*Task goal*: From the first line of the data below, copy each line up to the one containing "is unmapped when", and include that line too.

[Data to use Boundary: Start]

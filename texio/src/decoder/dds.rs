//! DDS decoder. Reads files only; streams and URLs are never attempted.

use std::path::Path;

use tracing::debug;

use super::{DecodeOutcome, DecodeRequest, DecodeResult, TextureDecoder};
use crate::codec::dds::{DdsCompression, DdsImage, DdsPixelFormat};
use crate::config::TextureIoConfig;
use crate::fetch::UrlSource;
use crate::gl;
use crate::source::{suffix_of_path, DDS};
use crate::stream::TextureStream;
use crate::texture::{ReleaseHandle, TextureData};

/// Decodes DirectDraw Surface files.
///
/// Accepts a file when the hint or the file's own suffix is `dds`.
///
/// The file is memory-mapped unless disabled. Each mip level buffer is a
/// reference-counted slice of the mapping, and the mapping is unmapped when
/// the last slice is dropped. [`TextureData::release`] drops the slices the
/// texture data holds; a buffer the caller cloned out of it keeps the file
/// mapped until that clone is dropped too. The release callback itself only
/// records the release.
#[derive(Debug, Clone)]
pub struct DdsDecoder {
    memory_map: bool,
}

impl Default for DdsDecoder {
    fn default() -> Self {
        Self { memory_map: true }
    }
}

impl DdsDecoder {
    pub fn new(memory_map: bool) -> Self {
        Self { memory_map }
    }

    pub fn from_config(config: &TextureIoConfig) -> Self {
        Self::new(config.memory_map_files)
    }

    fn accepts(path: &Path, request: &DecodeRequest) -> bool {
        request.suffix_is(DDS) || suffix_of_path(path).as_deref() == Some(DDS)
    }

    fn build(&self, path: &Path, image: DdsImage, request: &DecodeRequest) -> DecodeResult {
        let pixel_format = request.pixel_format_or(layout_format(image.pixel_format()));
        let internal_format = match image.pixel_format() {
            DdsPixelFormat::Compressed(compression) => compressed_format(compression),
            _ => request.internal_format_or(pixel_format),
        };

        let use_chain = request.mipmap && image.mip_levels() > 1;
        let levels = if use_chain {
            image.levels()
        } else {
            image.level(0).into_iter().collect()
        };
        debug!(
            path = %path.display(),
            width = image.width(),
            height = image.height(),
            stored_levels = image.mip_levels(),
            used_levels = levels.len(),
            compressed = image.is_compressed(),
            cubemap = image.is_cubemap(),
            volume = image.is_volume(),
            "Walked DDS mip chain"
        );

        let buffers = levels.into_iter().map(|level| level.data).collect();
        let display_path = path.display().to_string();
        let data = TextureData::new(image.width(), image.height(), buffers)?
            .with_formats(internal_format, pixel_format)
            .with_mipmap(use_chain)
            .with_compressed(image.is_compressed())
            .with_release(ReleaseHandle::new(move || {
                debug!(path = %display_path, "Released DDS level buffers");
            }));

        Ok(DecodeOutcome::Decoded(data))
    }
}

impl TextureDecoder for DdsDecoder {
    fn name(&self) -> &'static str {
        "dds"
    }

    fn decode_file(&self, path: &Path, request: &DecodeRequest) -> DecodeResult {
        if !Self::accepts(path, request) {
            return Ok(DecodeOutcome::Rejected);
        }
        let image = DdsImage::open(path, self.memory_map)?;
        self.build(path, image, request)
    }

    fn decode_stream(&self, _stream: &mut TextureStream<'_>, _request: &DecodeRequest) -> DecodeResult {
        Ok(DecodeOutcome::UnsupportedSource)
    }

    fn decode_url(&self, _url: &mut UrlSource<'_>, _request: &DecodeRequest) -> DecodeResult {
        Ok(DecodeOutcome::UnsupportedSource)
    }
}

/// Client pixel layout of a DDS pixel format.
fn layout_format(format: DdsPixelFormat) -> u32 {
    match format {
        DdsPixelFormat::R8G8B8 => gl::GL_RGB,
        _ => gl::GL_RGBA,
    }
}

fn compressed_format(compression: DdsCompression) -> u32 {
    match compression {
        DdsCompression::Dxt1 => gl::GL_COMPRESSED_RGB_S3TC_DXT1_EXT,
        DdsCompression::Dxt3 => gl::GL_COMPRESSED_RGBA_S3TC_DXT3_EXT,
        DdsCompression::Dxt5 => gl::GL_COMPRESSED_RGBA_S3TC_DXT5_EXT,
    }
}

#[cfg(test)]
mod tests {
    use super::*;
    use crate::codec::dds::tests::build_dds;
    use crate::error::TextureError;
    use std::io::Write;
    use tempfile::TempDir;

    fn write(dir: &TempDir, name: &str, bytes: &[u8]) -> std::path::PathBuf {
        let path = dir.path().join(name);
        std::fs::File::create(&path)
            .unwrap()
            .write_all(bytes)
            .unwrap();
        path
    }

    fn decode(decoder: &DdsDecoder, path: &Path, request: &DecodeRequest) -> TextureData {
        decoder
            .decode_file(path, request)
            .unwrap()
            .into_data()
            .expect("DDS should be decoded")
    }

    #[test]
    fn test_dxt1_single_level() {
        let dir = TempDir::new().unwrap();
        let path = write(&dir, "tex.dds", &build_dds(8, 8, 1, Some(b"DXT1"), 0));

        let data = decode(
            &DdsDecoder::default(),
            &path,
            &DecodeRequest::new().with_mipmap(true),
        );

        assert!(data.is_compressed());
        assert!(!data.mipmap());
        assert_eq!(data.mipmap_levels(), 1);
        assert_eq!(data.buffers()[0].len(), 32);
        assert_eq!(data.internal_format(), gl::GL_COMPRESSED_RGB_S3TC_DXT1_EXT);
        assert_eq!(data.pixel_format(), gl::GL_RGBA);
    }

    #[test]
    fn test_mip_chain_when_requested() {
        let dir = TempDir::new().unwrap();
        let path = write(&dir, "chain.dds", &build_dds(16, 16, 4, Some(b"DXT5"), 0));

        let data = decode(
            &DdsDecoder::new(false),
            &path,
            &DecodeRequest::new().with_mipmap(true),
        );

        assert!(data.mipmap());
        let sizes: Vec<usize> = data.buffers().iter().map(|b| b.len()).collect();
        assert_eq!(sizes, vec![256, 64, 16, 16]);
        assert_eq!(data.buffers()[3][0], 3);
    }

    #[test]
    fn test_mip_chain_ignored_without_request() {
        let dir = TempDir::new().unwrap();
        let path = write(&dir, "chain.dds", &build_dds(16, 16, 4, Some(b"DXT3"), 0));

        let data = decode(&DdsDecoder::default(), &path, &DecodeRequest::new());

        assert!(!data.mipmap());
        assert_eq!(data.mipmap_levels(), 1);
        assert_eq!(data.internal_format(), gl::GL_COMPRESSED_RGBA_S3TC_DXT3_EXT);
    }

    #[test]
    fn test_uncompressed_formats() {
        let dir = TempDir::new().unwrap();
        let rgb = write(&dir, "rgb.dds", &build_dds(4, 4, 1, None, 24));
        let rgba = write(&dir, "rgba.dds", &build_dds(4, 4, 1, None, 32));
        let decoder = DdsDecoder::default();

        let data = decode(&decoder, &rgb, &DecodeRequest::new());
        assert!(!data.is_compressed());
        assert_eq!(data.pixel_format(), gl::GL_RGB);
        assert_eq!(data.internal_format(), gl::GL_RGB);
        assert_eq!(data.buffers()[0].len(), 48);

        let data = decode(
            &decoder,
            &rgba,
            &DecodeRequest::new().with_formats(gl::GL_RGBA8, 0),
        );
        assert_eq!(data.pixel_format(), gl::GL_RGBA);
        assert_eq!(data.internal_format(), gl::GL_RGBA8);
    }

    #[test]
    fn test_compressed_ignores_requested_internal_format() {
        let dir = TempDir::new().unwrap();
        let path = write(&dir, "tex.dds", &build_dds(4, 4, 1, Some(b"DXT1"), 0));

        let data = decode(
            &DdsDecoder::default(),
            &path,
            &DecodeRequest::new().with_formats(gl::GL_RGBA8, gl::GL_BGRA),
        );

        assert_eq!(data.internal_format(), gl::GL_COMPRESSED_RGB_S3TC_DXT1_EXT);
        assert_eq!(data.pixel_format(), gl::GL_BGRA);
    }

    #[test]
    fn test_hint_selects_file_without_suffix() {
        let dir = TempDir::new().unwrap();
        let path = write(&dir, "texture.bin", &build_dds(4, 4, 1, Some(b"DXT1"), 0));
        let decoder = DdsDecoder::default();

        let outcome = decoder.decode_file(&path, &DecodeRequest::new()).unwrap();
        assert!(matches!(outcome, DecodeOutcome::Rejected));

        let outcome = decoder
            .decode_file(&path, &DecodeRequest::new().with_suffix(Some("DDS")))
            .unwrap();
        assert!(outcome.is_decoded());
    }

    #[test]
    fn test_unknown_fourcc_is_decode_error() {
        let dir = TempDir::new().unwrap();
        let path = write(&dir, "odd.dds", &build_dds(4, 4, 1, Some(b"ATI2"), 0));

        let err = DdsDecoder::default()
            .decode_file(&path, &DecodeRequest::new())
            .unwrap_err();

        assert!(matches!(err, TextureError::Unsupported { .. }));
        assert!(err.to_string().contains("ATI2"));
    }

    #[test]
    fn test_streams_are_unsupported() {
        let bytes = build_dds(4, 4, 1, Some(b"DXT1"), 0);
        let mut stream = TextureStream::new(&bytes[..]);
        let request = DecodeRequest::new().with_suffix(Some(DDS));

        let outcome = DdsDecoder::default()
            .decode_stream(&mut stream, &request)
            .unwrap();

        assert!(matches!(outcome, DecodeOutcome::UnsupportedSource));
        assert_eq!(stream.position(), 0);
    }

    #[test]
    fn test_release_keeps_mapping_until_release() {
        let dir = TempDir::new().unwrap();
        let path = write(&dir, "tex.dds", &build_dds(8, 8, 2, Some(b"DXT1"), 0));

        let mut data = decode(
            &DdsDecoder::new(true),
            &path,
            &DecodeRequest::new().with_mipmap(true),
        );
        assert_eq!(data.buffers()[1][0], 1);

        data.release();
        assert!(data.is_released());
        assert!(data.buffers().is_empty());
    }

    #[test]
    fn test_cloned_level_outlives_release() {
        let dir = TempDir::new().unwrap();
        let path = write(&dir, "tex.dds", &build_dds(8, 8, 2, Some(b"DXT1"), 0));

        let mut data = decode(
            &DdsDecoder::new(true),
            &path,
            &DecodeRequest::new().with_mipmap(true),
        );
        let level = data.buffers()[1].clone();

        data.release();

        assert_eq!(level.len(), 8);
        assert!(level.iter().all(|b| *b == 1));
    }
}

[Data to use Boundary: End]

*Expected answer*:
filename texio/src/decoder/dds.rs
//! DDS decoder. Reads files only; streams and URLs are never attempted.

use std::path::Path;

use tracing::debug;

use super::{DecodeOutcome, DecodeRequest, DecodeResult, TextureDecoder};
use crate::codec::dds::{DdsCompression, DdsImage, DdsPixelFormat};
use crate::config::TextureIoConfig;
use crate::fetch::UrlSource;
use crate::gl;
use crate::source::{suffix_of_path, DDS};
use crate::stream::TextureStream;
use crate::texture::{ReleaseHandle, TextureData};

/// Decodes DirectDraw Surface files.
///
/// Accepts a file when the hint or the file's own suffix is `dds`.
///
/// The file is memory-mapped unless disabled. Each mip level buffer is a
/// reference-counted slice of the mapping, and the mapping is unmapped when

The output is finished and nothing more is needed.